Below are some records. How many of their lines contain the string "NearestSortBy"? Answer with the number alone.
*** Block opens ***
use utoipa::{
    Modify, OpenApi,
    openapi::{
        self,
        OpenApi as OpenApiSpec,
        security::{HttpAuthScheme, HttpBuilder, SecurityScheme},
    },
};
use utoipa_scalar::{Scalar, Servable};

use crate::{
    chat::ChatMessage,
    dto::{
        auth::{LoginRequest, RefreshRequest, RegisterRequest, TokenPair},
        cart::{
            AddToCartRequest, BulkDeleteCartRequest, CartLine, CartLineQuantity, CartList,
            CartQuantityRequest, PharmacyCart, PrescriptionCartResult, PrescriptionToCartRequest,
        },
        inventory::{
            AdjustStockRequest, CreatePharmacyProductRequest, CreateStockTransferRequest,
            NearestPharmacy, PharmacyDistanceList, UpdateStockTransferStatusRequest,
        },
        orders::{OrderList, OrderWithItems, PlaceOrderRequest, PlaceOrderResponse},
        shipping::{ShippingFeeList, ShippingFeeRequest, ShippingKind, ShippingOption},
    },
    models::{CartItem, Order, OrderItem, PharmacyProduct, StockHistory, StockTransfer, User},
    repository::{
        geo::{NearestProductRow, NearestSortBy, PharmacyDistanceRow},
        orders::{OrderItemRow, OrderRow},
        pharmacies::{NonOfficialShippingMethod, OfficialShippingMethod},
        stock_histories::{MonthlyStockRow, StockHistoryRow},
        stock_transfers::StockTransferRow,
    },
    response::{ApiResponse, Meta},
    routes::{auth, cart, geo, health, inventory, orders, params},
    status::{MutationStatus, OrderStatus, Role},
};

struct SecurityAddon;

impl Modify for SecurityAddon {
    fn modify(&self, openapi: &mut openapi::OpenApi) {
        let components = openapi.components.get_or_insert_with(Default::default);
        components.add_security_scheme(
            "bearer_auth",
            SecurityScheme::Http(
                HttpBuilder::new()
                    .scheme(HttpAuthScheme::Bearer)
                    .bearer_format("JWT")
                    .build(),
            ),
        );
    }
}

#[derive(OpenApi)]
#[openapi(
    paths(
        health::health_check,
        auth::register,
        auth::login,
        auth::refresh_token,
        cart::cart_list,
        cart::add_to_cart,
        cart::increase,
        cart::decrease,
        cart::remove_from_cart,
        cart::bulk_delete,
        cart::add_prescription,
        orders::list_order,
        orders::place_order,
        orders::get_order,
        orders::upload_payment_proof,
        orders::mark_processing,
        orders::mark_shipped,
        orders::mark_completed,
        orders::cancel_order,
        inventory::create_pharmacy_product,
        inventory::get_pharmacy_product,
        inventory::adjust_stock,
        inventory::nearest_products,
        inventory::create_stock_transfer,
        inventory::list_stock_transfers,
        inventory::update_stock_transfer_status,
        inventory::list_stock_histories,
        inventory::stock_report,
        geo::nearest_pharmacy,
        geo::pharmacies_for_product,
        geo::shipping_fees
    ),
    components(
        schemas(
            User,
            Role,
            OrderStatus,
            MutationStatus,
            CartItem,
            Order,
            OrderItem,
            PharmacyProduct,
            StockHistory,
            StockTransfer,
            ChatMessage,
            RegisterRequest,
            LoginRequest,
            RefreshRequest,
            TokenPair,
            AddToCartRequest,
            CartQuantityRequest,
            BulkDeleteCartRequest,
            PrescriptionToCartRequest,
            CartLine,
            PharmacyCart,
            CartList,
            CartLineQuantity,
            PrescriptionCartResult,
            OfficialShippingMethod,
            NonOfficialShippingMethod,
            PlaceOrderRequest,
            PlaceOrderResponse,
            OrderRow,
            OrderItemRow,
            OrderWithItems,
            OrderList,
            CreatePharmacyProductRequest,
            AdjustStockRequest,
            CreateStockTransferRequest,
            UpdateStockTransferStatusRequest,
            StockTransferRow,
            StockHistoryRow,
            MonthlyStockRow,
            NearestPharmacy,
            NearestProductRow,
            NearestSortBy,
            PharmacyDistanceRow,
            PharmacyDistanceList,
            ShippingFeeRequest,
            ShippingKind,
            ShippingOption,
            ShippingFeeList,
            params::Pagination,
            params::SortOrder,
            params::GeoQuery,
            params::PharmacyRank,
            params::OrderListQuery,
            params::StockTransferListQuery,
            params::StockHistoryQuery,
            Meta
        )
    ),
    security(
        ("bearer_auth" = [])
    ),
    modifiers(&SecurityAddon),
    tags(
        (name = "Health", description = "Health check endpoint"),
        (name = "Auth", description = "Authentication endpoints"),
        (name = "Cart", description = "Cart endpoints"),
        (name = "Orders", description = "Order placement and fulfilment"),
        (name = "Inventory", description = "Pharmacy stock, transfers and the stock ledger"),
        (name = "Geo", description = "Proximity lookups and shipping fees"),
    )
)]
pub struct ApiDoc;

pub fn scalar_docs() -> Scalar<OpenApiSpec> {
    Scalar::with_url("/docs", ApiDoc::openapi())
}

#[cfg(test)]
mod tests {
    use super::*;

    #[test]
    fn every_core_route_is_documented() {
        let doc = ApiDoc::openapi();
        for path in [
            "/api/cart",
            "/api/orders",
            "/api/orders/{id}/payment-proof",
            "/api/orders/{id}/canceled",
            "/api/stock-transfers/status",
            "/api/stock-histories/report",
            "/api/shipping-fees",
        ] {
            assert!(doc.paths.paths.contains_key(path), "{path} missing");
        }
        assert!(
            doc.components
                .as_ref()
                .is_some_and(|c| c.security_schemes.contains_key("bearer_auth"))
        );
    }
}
*** Block closes ***
> **Expected answer**:
2